The prince tried to say something, but he was too confused, and could not get his words out. Aglaya, who had taken such liberties in her little speech, was the only person present, perhaps, who was not in the least embarrassed. She seemed, in fact, quite pleased.
She now rose solemnly from her seat, walked to the centre of the terrace, and stood in front of the prince's chair. All looked on with some surprise, and Prince S. and her sisters with feelings of decided alarm, to see what new frolic she was up to; it had gone quite far enough already, they thought.
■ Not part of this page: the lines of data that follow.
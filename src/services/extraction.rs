//! Structured output of the extraction collaborator.
//!
//! An extractor turns a note or message into candidate records. Nothing
//! here parses free text; the lifecycle manager consumes these candidates
//! as they are.

use async_trait::async_trait;
use chrono::{DateTime, Utc};
use serde::{Deserialize, Serialize};

use crate::error::Result;
use crate::models::{
    BehaviorPredicate, EntityType, ImportanceTier, MemoryType, PatternCategory, Predicate,
    RelationshipType, SensitivityLevel,
};

/// Temporal and sensitivity flags attached to a candidate.
#[derive(Debug, Clone, Default, PartialEq, Serialize, Deserialize)]
#[serde(default)]
pub struct TemporalMarkers {
    /// Held in the past, no longer true
    pub is_historical: bool,
    /// Not true yet; future-dated when after now
    pub effective_from: Option<DateTime<Utc>>,
    pub expires_at: Option<DateTime<Utc>>,
    /// Free-form recurrence, e.g. "weekly on mondays"
    pub recurrence_pattern: Option<String>,
    pub sensitivity: SensitivityLevel,
}

impl TemporalMarkers {
    pub fn is_recurring(&self) -> bool {
        self.recurrence_pattern
            .as_deref()
            .map(|p| !p.trim().is_empty())
            .unwrap_or(false)
    }

    pub fn is_future_dated(&self, at: DateTime<Utc>) -> bool {
        self.effective_from.map(|from| from > at).unwrap_or(false)
    }
}

fn default_confidence() -> f64 {
    0.8
}

#[derive(Debug, Clone, PartialEq, Serialize, Deserialize)]
pub struct EntityCandidate {
    pub name: String,
    #[serde(default)]
    pub entity_type: EntityType,
    #[serde(default)]
    pub aliases: Vec<String>,
    #[serde(default)]
    pub relationship: Option<String>,
    #[serde(default)]
    pub summary: Option<String>,
    #[serde(default)]
    pub importance: ImportanceTier,
    #[serde(default)]
    pub memory_type: MemoryType,
    #[serde(default)]
    pub sentiment: Option<f64>,
    #[serde(default)]
    pub temporal: TemporalMarkers,
}

impl EntityCandidate {
    pub fn new(name: impl Into<String>, entity_type: EntityType) -> Self {
        Self {
            name: name.into(),
            entity_type,
            aliases: Vec::new(),
            relationship: None,
            summary: None,
            importance: ImportanceTier::default(),
            memory_type: MemoryType::default(),
            sentiment: None,
            temporal: TemporalMarkers::default(),
        }
    }

    pub fn with_summary(mut self, summary: impl Into<String>) -> Self {
        self.summary = Some(summary.into());
        self
    }

    pub fn with_importance(mut self, importance: ImportanceTier) -> Self {
        self.importance = importance;
        self
    }
}

#[derive(Debug, Clone, PartialEq, Serialize, Deserialize)]
pub struct FactCandidate {
    /// Subject entity name
    pub subject: String,
    pub predicate: Predicate,
    pub object: String,
    #[serde(default = "default_confidence")]
    pub confidence: f64,
    /// The statement retracts the object ("no longer works at Acme")
    #[serde(default)]
    pub negated: bool,
    /// The statement corrects a mistaken value rather than reporting a change
    #[serde(default)]
    pub is_correction: bool,
    #[serde(default)]
    pub temporal: TemporalMarkers,
}

impl FactCandidate {
    pub fn new(subject: impl Into<String>, predicate: Predicate, object: impl Into<String>) -> Self {
        Self {
            subject: subject.into(),
            predicate,
            object: object.into(),
            confidence: default_confidence(),
            negated: false,
            is_correction: false,
            temporal: TemporalMarkers::default(),
        }
    }

    pub fn with_confidence(mut self, confidence: f64) -> Self {
        self.confidence = confidence;
        self
    }

    pub fn historical(mut self) -> Self {
        self.temporal.is_historical = true;
        self
    }

    pub fn negated(mut self) -> Self {
        self.negated = true;
        self
    }

    pub fn correction(mut self) -> Self {
        self.is_correction = true;
        self
    }
}

#[derive(Debug, Clone, PartialEq, Serialize, Deserialize)]
pub struct RelationshipCandidate {
    pub source: String,
    pub target: String,
    pub relationship_type: RelationshipType,
    #[serde(default = "default_confidence")]
    pub confidence: f64,
}

#[derive(Debug, Clone, PartialEq, Serialize, Deserialize)]
pub struct BehaviorCandidate {
    pub predicate: BehaviorPredicate,
    /// Entity name the behavior is about
    pub entity: String,
    #[serde(default)]
    pub topic: Option<String>,
    #[serde(default)]
    pub sentiment: f64,
    #[serde(default)]
    pub evidence: Option<String>,
    #[serde(default = "default_confidence")]
    pub confidence: f64,
}

#[derive(Debug, Clone, PartialEq, Serialize, Deserialize)]
pub struct PatternCandidate {
    pub category: PatternCategory,
    pub description: String,
    pub short_description: String,
    #[serde(default = "default_confidence")]
    pub confidence: f64,
    #[serde(default)]
    pub evidence: Vec<String>,
}

/// Everything extracted from one note or message.
#[derive(Debug, Clone, Default, PartialEq, Serialize, Deserialize)]
#[serde(default)]
pub struct ExtractionResult {
    pub entities: Vec<EntityCandidate>,
    pub facts: Vec<FactCandidate>,
    pub relationships: Vec<RelationshipCandidate>,
    pub behaviors: Vec<BehaviorCandidate>,
    pub patterns: Vec<PatternCandidate>,
}

impl ExtractionResult {
    /// Parse an extractor's JSON reply.
    pub fn from_json(raw: &str) -> Result<Self> {
        Ok(serde_json::from_str(raw)?)
    }

    pub fn is_empty(&self) -> bool {
        self.entities.is_empty()
            && self.facts.is_empty()
            && self.relationships.is_empty()
            && self.behaviors.is_empty()
            && self.patterns.is_empty()
    }

    pub fn candidate_count(&self) -> usize {
        self.entities.len()
            + self.facts.len()
            + self.relationships.len()
            + self.behaviors.len()
            + self.patterns.len()
    }
}

/// Extraction collaborator, usually backed by a language model.
#[async_trait]
pub trait MemoryExtractor: Send + Sync {
    async fn extract(&self, user_id: &str, text: &str) -> Result<ExtractionResult>;
}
But Aglaya evidently thoroughly enjoyed the affectation and ceremony with which she was introducing her recitation of the poem.
Mrs. Epanchin was just wondering whether she would not forbid the performance after all, when, at the very moment that Aglaya commenced her declamation, two new guests, both talking loudly, entered from the street. The new arrivals were General Epanchin and a young man.
Their entrance caused some slight commotion.